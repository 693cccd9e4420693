//! Application-wide constants for vrms.
//!
//! Protocol limits and timing values live here so the codec, the server and
//! the client library agree on them.
//!
//! # Categories
//!
//! - **Protocol**: frame limits and reply shape
//! - **Store**: object limits
//! - **Timeouts**: connection and module pacing

use std::time::Duration;

// ============================================================================
// Protocol
// ============================================================================

/// Maximum payload size of a single request frame, in bytes.
///
/// Frames declaring a larger payload are skipped and answered with
/// `INVALID_REQUEST`; the payload is never buffered.
pub const MAX_PAYLOAD_SIZE: usize = 1024;

/// Size of the frame header: `[u8 type][u16 LE payload_len]`.
pub const FRAME_HEADER_SIZE: usize = 3;

/// Size of an encoded reply: `{i32 id, i32 error_code}`.
pub const REPLY_SIZE: usize = 8;

/// Maximum scene name length (the length prefix is a single byte).
pub const MAX_SCENE_NAME_LEN: usize = 255;

/// Read buffer used by the server per `recvmsg` call.
pub const READ_CHUNK_SIZE: usize = 4096;

/// Maximum descriptors accepted in one ancillary message.
///
/// Anything beyond this is truncated by the kernel (`MSG_CTRUNC`), which
/// the server treats as a malformed transfer.
pub const MAX_FDS_PER_READ: usize = 4;

/// Maximum socket path length (`sun_path` is 104 bytes on macOS, 108 on Linux).
pub const MAX_SOCKET_PATH: usize = 104;

// ============================================================================
// Store
// ============================================================================

/// Default cap on live objects per scene before creation reports
/// `OUT_OF_MEMORY`.
pub const DEFAULT_MAX_OBJECTS_PER_SCENE: usize = 65_536;

/// Maximum number of instructions in one program.
pub const MAX_PROGRAM_INSTRUCTIONS: usize = 256;

// ============================================================================
// Timeouts
// ============================================================================

/// Default idle timeout before a silent connection is torn down.
pub const DEFAULT_IDLE_TIMEOUT: Duration = Duration::from_secs(300);

/// Upper bound on a single cooperative sleep slice in module loops.
///
/// `ModuleContext::wait` sleeps in slices of at most this length so a stop
/// request is noticed promptly.
pub const MODULE_STOP_POLL: Duration = Duration::from_millis(50);

/// How often the main thread checks the signal flag.
pub const SIGNAL_POLL_INTERVAL: Duration = Duration::from_millis(100);

/// Default head-tracker poll interval.
pub const DEFAULT_HEAD_TRACKER_POLL: Duration = Duration::from_millis(2);

/// Default script tick interval (~60 Hz).
pub const DEFAULT_SCRIPT_TICK: Duration = Duration::from_millis(16);

/// Default hotplug poll interval.
pub const DEFAULT_HOTPLUG_POLL: Duration = Duration::from_millis(250);
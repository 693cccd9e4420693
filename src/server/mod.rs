//! Protocol server.
//!
//! Listens on a Unix stream socket, registers each accepted connection and
//! runs it as a task on the current reactor. All scene mutations go through
//! the shared [`Runtime`].

pub mod connection;
pub mod registry;
pub mod scm;

use std::io;
use std::path::{Path, PathBuf};
use std::sync::{Arc, Mutex, PoisonError};
use std::time::Duration;

use anyhow::{Context, Result};
use tokio::net::UnixListener;
use tokio::task::JoinSet;
use tokio_util::sync::CancellationToken;

use crate::constants::MAX_SOCKET_PATH;
use crate::runtime::Runtime;

pub use connection::{Connection, ConnectionState};
pub use registry::{ConnectionId, ConnectionInfo, ConnectionRegistry, SharedRegistry};

/// Server settings.
#[derive(Debug, Clone, PartialEq, Eq)]
pub struct ServerConfig {
    /// Listening socket path.
    pub socket_path: PathBuf,
    /// Close connections silent for this long. `None` disables.
    pub idle_timeout: Option<Duration>,
}

/// Bound listener plus everything the accept loop needs.
pub struct Server {
    listener: UnixListener,
    socket_path: PathBuf,
    runtime: Arc<dyn Runtime>,
    registry: SharedRegistry,
    idle_timeout: Option<Duration>,
    shutdown: CancellationToken,
}

impl std::fmt::Debug for Server {
    fn fmt(&self, f: &mut std::fmt::Formatter<'_>) -> std::fmt::Result {
        f.debug_struct("Server")
            .field("socket_path", &self.socket_path)
            .field("idle_timeout", &self.idle_timeout)
            .finish_non_exhaustive()
    }
}

impl Server {
    /// Bind the listening socket.
    ///
    /// Removes a stale socket file, creates the parent directory and
    /// restricts the socket to its owner (0600). Must be called inside a
    /// tokio runtime.
    pub fn bind(config: &ServerConfig, runtime: Arc<dyn Runtime>) -> Result<Self> {
        let socket_path = config.socket_path.clone();
        prepare_socket_path(&socket_path)?;

        let listener = std::os::unix::net::UnixListener::bind(&socket_path)
            .with_context(|| format!("Failed to bind socket: {}", socket_path.display()))?;

        {
            use std::os::unix::fs::PermissionsExt;
            let perms = std::fs::Permissions::from_mode(0o600);
            std::fs::set_permissions(&socket_path, perms)
                .with_context(|| format!("Failed to chmod socket: {}", socket_path.display()))?;
        }

        listener.set_nonblocking(true)?;
        let listener = UnixListener::from_std(listener)?;

        log::info!("[server] listening on {}", socket_path.display());

        Ok(Self {
            listener,
            socket_path,
            runtime,
            registry: Arc::new(Mutex::new(ConnectionRegistry::new())),
            idle_timeout: config.idle_timeout,
            shutdown: CancellationToken::new(),
        })
    }

    /// Token that stops [`run`](Self::run) when cancelled.
    pub fn shutdown_token(&self) -> CancellationToken {
        self.shutdown.clone()
    }

    /// Shared connection registry.
    pub fn registry(&self) -> SharedRegistry {
        Arc::clone(&self.registry)
    }

    /// Listening socket path.
    pub fn socket_path(&self) -> &Path {
        &self.socket_path
    }

    /// Accept and serve connections until shutdown or a fatal accept error.
    ///
    /// On return every connection has torn down its scene and the socket
    /// file has been removed.
    pub async fn run(self) -> Result<()> {
        let mut tasks = JoinSet::new();
        let mut fatal = None;

        loop {
            tokio::select! {
                () = self.shutdown.cancelled() => break,
                accepted = self.listener.accept() => match accepted {
                    Ok((stream, _addr)) => {
                        let id = self
                            .registry
                            .lock()
                            .unwrap_or_else(PoisonError::into_inner)
                            .register();
                        log::info!("[server] {id}: connected");
                        let conn = Connection::new(
                            id,
                            stream,
                            Arc::clone(&self.runtime),
                            Arc::clone(&self.registry),
                            self.idle_timeout,
                            self.shutdown.child_token(),
                        );
                        tasks.spawn(conn.run());
                    }
                    Err(e) if is_transient_accept_error(&e) => {
                        log::debug!("[server] transient accept error: {e}");
                    }
                    Err(e) => {
                        log::error!("[server] accept failed: {e}");
                        fatal = Some(e);
                        break;
                    }
                },
                Some(joined) = tasks.join_next(), if !tasks.is_empty() => {
                    if let Err(e) = joined {
                        log::error!("[server] connection task failed: {e}");
                    }
                }
            }
        }

        self.shutdown.cancel();
        while let Some(joined) = tasks.join_next().await {
            if let Err(e) = joined {
                log::error!("[server] connection task failed: {e}");
            }
        }

        if let Err(e) = std::fs::remove_file(&self.socket_path) {
            if e.kind() != io::ErrorKind::NotFound {
                log::warn!("[server] failed to remove {}: {e}", self.socket_path.display());
            }
        }
        log::info!("[server] stopped");

        match fatal {
            Some(e) => Err(e).context("accept loop failed"),
            None => Ok(()),
        }
    }
}

/// Validate the path length, remove a stale socket and create the parent.
pub fn prepare_socket_path(socket_path: &Path) -> Result<()> {
    let path_len = socket_path.as_os_str().len();
    if path_len >= MAX_SOCKET_PATH {
        anyhow::bail!(
            "Socket path too long ({path_len} bytes, max {}): {}",
            MAX_SOCKET_PATH - 1,
            socket_path.display()
        );
    }

    if socket_path.exists() {
        std::fs::remove_file(socket_path)
            .with_context(|| format!("Failed to remove stale socket: {}", socket_path.display()))?;
    }

    if let Some(parent) = socket_path.parent() {
        use std::os::unix::fs::DirBuilderExt;
        std::fs::DirBuilder::new()
            .recursive(true)
            .mode(0o700)
            .create(parent)
            .with_context(|| format!("Failed to create {}", parent.display()))?;
    }
    Ok(())
}

/// Accept errors that only affect one pending connection.
fn is_transient_accept_error(e: &io::Error) -> bool {
    matches!(e.kind(), io::ErrorKind::WouldBlock | io::ErrorKind::Interrupted)
        || e.raw_os_error() == Some(libc::ECONNABORTED)
}

#[cfg(test)]
mod tests {
    use super::*;
    use crate::protocol::{ErrorCode, Reply, Request};
    use crate::runtime::SharedRuntime;
    use tokio::io::{AsyncReadExt, AsyncWriteExt};

    fn start(dir: &Path, idle: Option<Duration>) -> (Arc<dyn Runtime>, Server) {
        let runtime: Arc<dyn Runtime> = Arc::new(SharedRuntime::default());
        let config = ServerConfig { socket_path: dir.join("vrms.sock"), idle_timeout: idle };
        let server = Server::bind(&config, Arc::clone(&runtime)).unwrap();
        (runtime, server)
    }

    async fn roundtrip(stream: &mut tokio::net::UnixStream, request: &Request) -> Reply {
        stream.write_all(&request.encode().unwrap()).await.unwrap();
        let mut buf = [0u8; 8];
        stream.read_exact(&mut buf).await.unwrap();
        Reply::decode(&buf).unwrap()
    }

    async fn wait_until(mut cond: impl FnMut() -> bool) {
        for _ in 0..200 {
            if cond() {
                return;
            }
            tokio::time::sleep(Duration::from_millis(10)).await;
        }
        panic!("condition not reached");
    }

    #[tokio::test]
    async fn test_socket_is_owner_only() {
        use std::os::unix::fs::PermissionsExt;
        let tmp = tempfile::TempDir::new().unwrap();
        let (_rt, server) = start(tmp.path(), None);
        let mode = std::fs::metadata(server.socket_path()).unwrap().permissions().mode();
        assert_eq!(mode & 0o777, 0o600);
    }

    #[tokio::test]
    async fn test_stale_socket_replaced_and_parent_created() {
        let tmp = tempfile::TempDir::new().unwrap();
        let nested = tmp.path().join("a").join("b");
        std::fs::create_dir_all(&nested).unwrap();
        std::fs::write(nested.join("vrms.sock"), b"stale").unwrap();
        let (_rt, server) = start(&nested, None);
        assert!(server.socket_path().exists());
    }

    #[test]
    fn test_long_path_rejected() {
        let long = PathBuf::from(format!("/tmp/{}/vrms.sock", "x".repeat(MAX_SOCKET_PATH)));
        assert!(prepare_socket_path(&long).is_err());
    }

    #[test]
    fn test_transient_errors() {
        assert!(is_transient_accept_error(&io::Error::from(io::ErrorKind::WouldBlock)));
        assert!(is_transient_accept_error(&io::Error::from_raw_os_error(libc::ECONNABORTED)));
        assert!(!is_transient_accept_error(&io::Error::from_raw_os_error(libc::EMFILE)));
    }

    #[tokio::test]
    async fn test_create_scene_over_socket() {
        let tmp = tempfile::TempDir::new().unwrap();
        let (runtime, server) = start(tmp.path(), None);
        let path = server.socket_path().to_path_buf();
        let token = server.shutdown_token();
        let handle = tokio::spawn(server.run());

        let mut stream = tokio::net::UnixStream::connect(&path).await.unwrap();
        let reply = roundtrip(&mut stream, &Request::CreateScene { name: "S1".into() }).await;
        let scene = reply.into_result().unwrap().get();
        assert_eq!(runtime.scene_ids(), vec![scene]);

        token.cancel();
        handle.await.unwrap().unwrap();
        assert!(runtime.scene_ids().is_empty(), "shutdown tears down scenes");
        assert!(!path.exists(), "socket file removed");
    }

    #[tokio::test]
    async fn test_disconnect_reclaims_scene() {
        let tmp = tempfile::TempDir::new().unwrap();
        let (runtime, server) = start(tmp.path(), None);
        let path = server.socket_path().to_path_buf();
        let registry = server.registry();
        let token = server.shutdown_token();
        let handle = tokio::spawn(server.run());

        let mut stream = tokio::net::UnixStream::connect(&path).await.unwrap();
        roundtrip(&mut stream, &Request::CreateScene { name: "gone".into() }).await;
        assert_eq!(runtime.scene_ids().len(), 1);
        drop(stream);

        wait_until(|| runtime.scene_ids().is_empty()).await;
        wait_until(|| registry.lock().unwrap().is_empty()).await;

        token.cancel();
        handle.await.unwrap().unwrap();
    }

    #[tokio::test]
    async fn test_oversized_frame_answered_and_stream_continues() {
        let tmp = tempfile::TempDir::new().unwrap();
        let (runtime, server) = start(tmp.path(), None);
        let path = server.socket_path().to_path_buf();
        let token = server.shutdown_token();
        let handle = tokio::spawn(server.run());

        let mut stream = tokio::net::UnixStream::connect(&path).await.unwrap();
        let big = crate::protocol::encode_frame(0x01, &vec![b'x'; 4000]);
        stream.write_all(&big).await.unwrap();
        let mut buf = [0u8; 8];
        stream.read_exact(&mut buf).await.unwrap();
        assert_eq!(Reply::decode(&buf), Some(Reply::error(ErrorCode::InvalidRequest)));
        assert!(runtime.scene_ids().is_empty(), "no partial scene");

        let reply = roundtrip(&mut stream, &Request::CreateScene { name: "after".into() }).await;
        assert!(reply.into_result().is_ok());

        token.cancel();
        handle.await.unwrap().unwrap();
    }

    #[tokio::test]
    async fn test_idle_connection_closed() {
        let tmp = tempfile::TempDir::new().unwrap();
        let (runtime, server) = start(tmp.path(), Some(Duration::from_millis(100)));
        let path = server.socket_path().to_path_buf();
        let token = server.shutdown_token();
        let handle = tokio::spawn(server.run());

        let mut stream = tokio::net::UnixStream::connect(&path).await.unwrap();
        roundtrip(&mut stream, &Request::CreateScene { name: "idle".into() }).await;

        // Server closes its end; we observe EOF.
        let mut buf = [0u8; 8];
        let n = tokio::time::timeout(Duration::from_secs(2), stream.read(&mut buf))
            .await
            .unwrap()
            .unwrap();
        assert_eq!(n, 0);
        wait_until(|| runtime.scene_ids().is_empty()).await;

        token.cancel();
        handle.await.unwrap().unwrap();
    }

    #[tokio::test]
    async fn test_replies_in_request_order() {
        let tmp = tempfile::TempDir::new().unwrap();
        let (_runtime, server) = start(tmp.path(), None);
        let path = server.socket_path().to_path_buf();
        let token = server.shutdown_token();
        let handle = tokio::spawn(server.run());

        let mut stream = tokio::net::UnixStream::connect(&path).await.unwrap();
        let mut batch = Request::CreateScene { name: "one".into() }.encode().unwrap();
        batch.extend(Request::CreateScene { name: "two".into() }.encode().unwrap());
        batch.extend(Request::DestroyScene.encode().unwrap());
        stream.write_all(&batch).await.unwrap();

        let mut replies = Vec::new();
        for _ in 0..3 {
            let mut buf = [0u8; 8];
            stream.read_exact(&mut buf).await.unwrap();
            replies.push(Reply::decode(&buf).unwrap());
        }
        assert_eq!(replies[0].error, ErrorCode::Ok);
        assert_eq!(replies[1], Reply::error(ErrorCode::InvalidRequest));
        assert_eq!(replies[2].id, replies[0].id);

        token.cancel();
        handle.await.unwrap().unwrap();
    }
}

- **PROBLEM REQUIREMENTS**
Within the material above, copy exactly the lines from the line that holds "Token that stops" up to and including the line that holds "pub fn registry(&self)".

- **YOUR SOLUTION**
    /// Token that stops [`run`](Self::run) when cancelled.
    pub fn shutdown_token(&self) -> CancellationToken {
        self.shutdown.clone()
    }

    /// Shared connection registry.
    pub fn registry(&self) -> SharedRegistry {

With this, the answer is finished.